Could you return the lines below exactly, from the first line up to and including the line that holds "use crate::common::error::AppError;"?

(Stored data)
==========

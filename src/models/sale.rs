// src/models/sale.rs

use chrono::{DateTime, Utc};
use rust_decimal::Decimal;
use serde::{Deserialize, Serialize};
use sqlx::FromRow;
use std::str::FromStr;
use uuid::Uuid;

use crate::common::error::AppError;

// Ciclo de vida da venda: PENDIENTE -> APROBADO (terminal)
#[derive(Debug, Clone, Copy, PartialEq, Eq, Serialize, Deserialize, sqlx::Type)]
#[sqlx(type_name = "sale_status", rename_all = "UPPERCASE")]
#[serde(rename_all = "UPPERCASE")]
pub enum SaleStatus {
    Pendiente,
    Aprobado,
}

impl SaleStatus {
    /// Única transição existente. Não há rejeição nem volta.
    pub fn approve(self) -> Result<SaleStatus, AppError> {
        match self {
            SaleStatus::Pendiente => Ok(SaleStatus::Aprobado),
            SaleStatus::Aprobado => Err(AppError::SaleAlreadyApproved),
        }
    }
}

impl FromStr for SaleStatus {
    type Err = AppError;

    fn from_str(s: &str) -> Result<Self, Self::Err> {
        match s.trim().to_ascii_uppercase().as_str() {
            "PENDIENTE" => Ok(SaleStatus::Pendiente),
            "APROBADO" => Ok(SaleStatus::Aprobado),
            _ => Err(AppError::InvalidParameter("status")),
        }
    }
}

#[derive(Debug, Clone, Serialize, FromRow)]
#[serde(rename_all = "camelCase")]
pub struct Sale {
    pub id: Uuid,
    pub property_id: Uuid,
    pub final_price: Decimal,
    pub total_commission: Decimal,
    pub listing_agent_id: Uuid,
    pub is_shared: bool,
    pub external_agency: Option<String>,
    pub shared_pct: Decimal,
    pub selling_agent_id: Option<Uuid>,
    pub status: SaleStatus,
    pub closed_at: DateTime<Utc>,
    pub approved_at: Option<DateTime<Utc>>,
    pub approved_by: Option<Uuid>,
}

#[derive(Debug, Clone)]
pub struct NewSale {
    pub property_id: Uuid,
    pub final_price: Decimal,
    pub total_commission: Decimal,
    pub listing_agent_id: Uuid,
    pub is_shared: Option<bool>,
    pub external_agency: Option<String>,
    pub shared_pct: Option<Decimal>,
    pub selling_agent_id: Option<Uuid>,
}

// Linha de sp_report_sales
#[derive(Debug, Clone, Serialize, FromRow)]
#[serde(rename_all = "camelCase")]
pub struct SaleReportRow {
    pub sale_id: Uuid,
    pub property_id: Uuid,
    pub property_title: String,
    pub final_price: Decimal,
    pub total_commission: Decimal,
    pub listing_agent_name: String,
    pub selling_agent_name: Option<String>,
    pub is_shared: bool,
    pub external_agency: Option<String>,
    pub shared_pct: Decimal,
    pub status: SaleStatus,
    pub closed_at: DateTime<Utc>,
}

==========

- RESULT FOR THIS EXERCISE
filename src/models/sale.rs
// src/models/sale.rs

use chrono::{DateTime, Utc};
use rust_decimal::Decimal;
use serde::{Deserialize, Serialize};
use sqlx::FromRow;
use std::str::FromStr;
use uuid::Uuid;

use crate::common::error::AppError;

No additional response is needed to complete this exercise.